*WORK ORDER*: From the first line of the entries below to the line with "is set, so a", give each line again exactly.

RECORDED INFORMATION below:

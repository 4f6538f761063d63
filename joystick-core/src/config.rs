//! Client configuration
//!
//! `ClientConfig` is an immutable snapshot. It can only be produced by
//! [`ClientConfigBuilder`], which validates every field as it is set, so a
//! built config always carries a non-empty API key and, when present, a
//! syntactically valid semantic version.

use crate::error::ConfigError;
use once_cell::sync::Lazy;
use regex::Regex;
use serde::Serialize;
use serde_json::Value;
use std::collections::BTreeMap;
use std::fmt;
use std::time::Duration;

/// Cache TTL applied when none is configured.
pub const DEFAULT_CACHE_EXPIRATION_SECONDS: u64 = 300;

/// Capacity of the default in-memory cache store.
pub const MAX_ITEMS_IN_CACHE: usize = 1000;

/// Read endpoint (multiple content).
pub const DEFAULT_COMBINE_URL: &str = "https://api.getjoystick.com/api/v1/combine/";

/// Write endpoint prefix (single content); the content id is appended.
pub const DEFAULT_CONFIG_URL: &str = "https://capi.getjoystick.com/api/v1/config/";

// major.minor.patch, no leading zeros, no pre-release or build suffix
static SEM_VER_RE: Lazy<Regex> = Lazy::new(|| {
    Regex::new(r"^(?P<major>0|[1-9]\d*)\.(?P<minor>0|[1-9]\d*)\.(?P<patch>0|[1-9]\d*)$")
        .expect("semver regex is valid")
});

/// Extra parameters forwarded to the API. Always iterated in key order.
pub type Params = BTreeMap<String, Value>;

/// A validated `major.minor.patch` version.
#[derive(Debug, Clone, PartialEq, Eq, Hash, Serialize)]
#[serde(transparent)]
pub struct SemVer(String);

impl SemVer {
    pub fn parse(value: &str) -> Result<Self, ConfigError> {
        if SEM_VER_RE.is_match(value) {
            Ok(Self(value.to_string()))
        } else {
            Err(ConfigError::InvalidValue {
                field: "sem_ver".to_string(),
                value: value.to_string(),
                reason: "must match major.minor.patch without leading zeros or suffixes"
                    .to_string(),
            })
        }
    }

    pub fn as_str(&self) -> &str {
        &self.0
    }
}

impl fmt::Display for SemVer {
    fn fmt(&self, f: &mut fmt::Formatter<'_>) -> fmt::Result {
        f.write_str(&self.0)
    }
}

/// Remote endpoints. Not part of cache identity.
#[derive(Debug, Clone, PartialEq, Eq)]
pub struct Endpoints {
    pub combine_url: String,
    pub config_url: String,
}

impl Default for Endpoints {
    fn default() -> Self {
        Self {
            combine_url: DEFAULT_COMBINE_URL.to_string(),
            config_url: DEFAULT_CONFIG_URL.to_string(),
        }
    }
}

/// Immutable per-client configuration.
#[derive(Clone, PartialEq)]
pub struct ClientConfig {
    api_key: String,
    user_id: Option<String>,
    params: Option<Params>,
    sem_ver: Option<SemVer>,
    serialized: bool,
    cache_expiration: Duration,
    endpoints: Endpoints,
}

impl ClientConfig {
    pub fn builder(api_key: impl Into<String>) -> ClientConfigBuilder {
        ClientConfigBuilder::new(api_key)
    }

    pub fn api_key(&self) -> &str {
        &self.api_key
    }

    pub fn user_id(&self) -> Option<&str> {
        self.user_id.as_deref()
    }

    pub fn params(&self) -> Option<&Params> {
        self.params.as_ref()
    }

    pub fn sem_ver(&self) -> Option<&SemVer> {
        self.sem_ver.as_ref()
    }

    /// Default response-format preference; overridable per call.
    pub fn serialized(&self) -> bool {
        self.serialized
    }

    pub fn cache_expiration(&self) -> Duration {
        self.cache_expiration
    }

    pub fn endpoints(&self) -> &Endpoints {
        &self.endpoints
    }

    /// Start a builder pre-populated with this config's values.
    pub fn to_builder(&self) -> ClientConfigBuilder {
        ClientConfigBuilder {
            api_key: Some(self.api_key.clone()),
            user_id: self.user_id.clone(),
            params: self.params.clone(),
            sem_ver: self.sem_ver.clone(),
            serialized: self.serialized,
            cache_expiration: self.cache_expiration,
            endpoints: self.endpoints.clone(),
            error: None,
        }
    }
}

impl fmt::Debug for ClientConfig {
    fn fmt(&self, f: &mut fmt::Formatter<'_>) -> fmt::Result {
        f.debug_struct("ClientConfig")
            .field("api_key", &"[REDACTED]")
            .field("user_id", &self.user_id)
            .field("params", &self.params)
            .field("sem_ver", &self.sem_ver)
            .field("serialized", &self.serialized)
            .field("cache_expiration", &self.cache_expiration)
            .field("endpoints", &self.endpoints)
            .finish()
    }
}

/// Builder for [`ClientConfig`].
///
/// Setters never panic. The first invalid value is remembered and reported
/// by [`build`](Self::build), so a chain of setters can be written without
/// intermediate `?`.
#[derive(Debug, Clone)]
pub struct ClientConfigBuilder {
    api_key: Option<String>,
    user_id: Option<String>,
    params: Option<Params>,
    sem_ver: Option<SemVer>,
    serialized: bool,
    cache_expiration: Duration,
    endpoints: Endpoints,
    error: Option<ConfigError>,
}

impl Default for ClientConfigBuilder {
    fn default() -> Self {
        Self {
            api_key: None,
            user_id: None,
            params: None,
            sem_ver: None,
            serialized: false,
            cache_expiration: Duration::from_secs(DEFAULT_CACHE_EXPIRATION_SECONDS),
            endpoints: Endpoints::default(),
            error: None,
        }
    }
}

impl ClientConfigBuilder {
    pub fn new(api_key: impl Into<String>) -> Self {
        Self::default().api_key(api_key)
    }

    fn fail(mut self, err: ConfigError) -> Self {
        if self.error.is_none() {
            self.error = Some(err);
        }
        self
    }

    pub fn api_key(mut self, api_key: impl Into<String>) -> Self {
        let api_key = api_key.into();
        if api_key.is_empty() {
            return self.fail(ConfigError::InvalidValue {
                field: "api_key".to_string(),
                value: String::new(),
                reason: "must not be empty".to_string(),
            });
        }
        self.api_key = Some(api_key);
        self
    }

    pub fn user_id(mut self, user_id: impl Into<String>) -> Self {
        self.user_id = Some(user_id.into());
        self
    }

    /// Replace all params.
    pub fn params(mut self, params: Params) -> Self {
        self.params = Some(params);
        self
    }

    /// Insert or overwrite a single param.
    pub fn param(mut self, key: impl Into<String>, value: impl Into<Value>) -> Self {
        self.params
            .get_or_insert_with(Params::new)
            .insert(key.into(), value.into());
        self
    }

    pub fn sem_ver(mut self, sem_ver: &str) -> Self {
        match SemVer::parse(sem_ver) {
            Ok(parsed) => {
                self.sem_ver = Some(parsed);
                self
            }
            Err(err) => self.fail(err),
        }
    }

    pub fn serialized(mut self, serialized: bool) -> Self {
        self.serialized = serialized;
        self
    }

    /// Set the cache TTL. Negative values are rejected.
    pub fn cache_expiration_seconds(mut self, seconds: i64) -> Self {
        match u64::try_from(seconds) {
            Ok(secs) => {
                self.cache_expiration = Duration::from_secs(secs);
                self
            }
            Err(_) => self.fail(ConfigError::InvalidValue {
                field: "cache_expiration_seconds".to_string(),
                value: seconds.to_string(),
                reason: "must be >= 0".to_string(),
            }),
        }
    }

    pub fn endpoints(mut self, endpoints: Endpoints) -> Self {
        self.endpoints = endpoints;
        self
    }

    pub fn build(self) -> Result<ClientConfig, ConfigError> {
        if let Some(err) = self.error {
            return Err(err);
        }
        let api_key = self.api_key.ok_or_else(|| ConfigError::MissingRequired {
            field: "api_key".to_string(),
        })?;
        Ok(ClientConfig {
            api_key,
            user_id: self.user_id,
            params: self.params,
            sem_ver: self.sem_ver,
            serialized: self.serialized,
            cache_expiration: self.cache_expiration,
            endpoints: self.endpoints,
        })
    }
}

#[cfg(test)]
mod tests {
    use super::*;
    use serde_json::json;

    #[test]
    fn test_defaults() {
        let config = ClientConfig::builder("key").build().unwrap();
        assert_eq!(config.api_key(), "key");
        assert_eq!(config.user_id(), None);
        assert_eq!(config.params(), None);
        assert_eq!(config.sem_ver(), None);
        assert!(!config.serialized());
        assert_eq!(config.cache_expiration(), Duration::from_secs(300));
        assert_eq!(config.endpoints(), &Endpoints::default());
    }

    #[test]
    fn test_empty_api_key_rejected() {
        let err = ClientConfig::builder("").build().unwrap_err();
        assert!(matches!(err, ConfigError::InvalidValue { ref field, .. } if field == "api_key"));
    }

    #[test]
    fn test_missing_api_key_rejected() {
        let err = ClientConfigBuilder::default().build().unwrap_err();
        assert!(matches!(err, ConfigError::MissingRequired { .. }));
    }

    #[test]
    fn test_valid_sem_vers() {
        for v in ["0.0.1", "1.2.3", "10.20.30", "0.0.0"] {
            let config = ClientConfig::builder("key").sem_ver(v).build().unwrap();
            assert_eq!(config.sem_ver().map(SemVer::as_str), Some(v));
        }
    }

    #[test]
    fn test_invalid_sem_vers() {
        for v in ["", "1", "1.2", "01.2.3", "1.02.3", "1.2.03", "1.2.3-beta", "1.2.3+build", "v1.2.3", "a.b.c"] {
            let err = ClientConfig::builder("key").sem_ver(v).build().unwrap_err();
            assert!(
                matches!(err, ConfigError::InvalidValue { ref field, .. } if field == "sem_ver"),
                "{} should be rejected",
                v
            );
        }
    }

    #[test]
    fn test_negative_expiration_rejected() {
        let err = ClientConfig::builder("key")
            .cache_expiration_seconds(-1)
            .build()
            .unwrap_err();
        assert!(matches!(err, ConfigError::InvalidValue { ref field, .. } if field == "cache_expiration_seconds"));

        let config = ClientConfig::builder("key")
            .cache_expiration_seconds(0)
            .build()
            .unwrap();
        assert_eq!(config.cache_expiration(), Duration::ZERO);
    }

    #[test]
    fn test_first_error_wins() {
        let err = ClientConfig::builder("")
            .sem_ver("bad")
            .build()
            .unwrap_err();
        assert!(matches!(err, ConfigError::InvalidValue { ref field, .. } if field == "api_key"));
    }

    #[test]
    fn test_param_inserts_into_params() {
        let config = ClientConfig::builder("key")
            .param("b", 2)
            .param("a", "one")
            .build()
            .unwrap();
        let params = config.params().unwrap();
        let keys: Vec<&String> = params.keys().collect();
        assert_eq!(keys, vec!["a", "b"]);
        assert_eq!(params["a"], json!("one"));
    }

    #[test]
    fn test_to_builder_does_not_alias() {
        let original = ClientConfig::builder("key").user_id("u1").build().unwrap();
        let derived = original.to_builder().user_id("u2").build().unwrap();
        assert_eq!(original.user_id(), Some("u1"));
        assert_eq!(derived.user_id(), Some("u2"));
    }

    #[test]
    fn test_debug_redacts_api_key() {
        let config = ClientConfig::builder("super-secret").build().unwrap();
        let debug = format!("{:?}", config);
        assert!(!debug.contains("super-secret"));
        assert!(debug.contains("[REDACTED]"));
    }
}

End of RECORDED INFORMATION.

*ANSWER SECTION*:
repository 4f6538f761063d63
filename joystick-core/src/config.rs
//! Client configuration
//!
//! `ClientConfig` is an immutable snapshot. It can only be produced by
//! [`ClientConfigBuilder`], which validates every field as it is set, so a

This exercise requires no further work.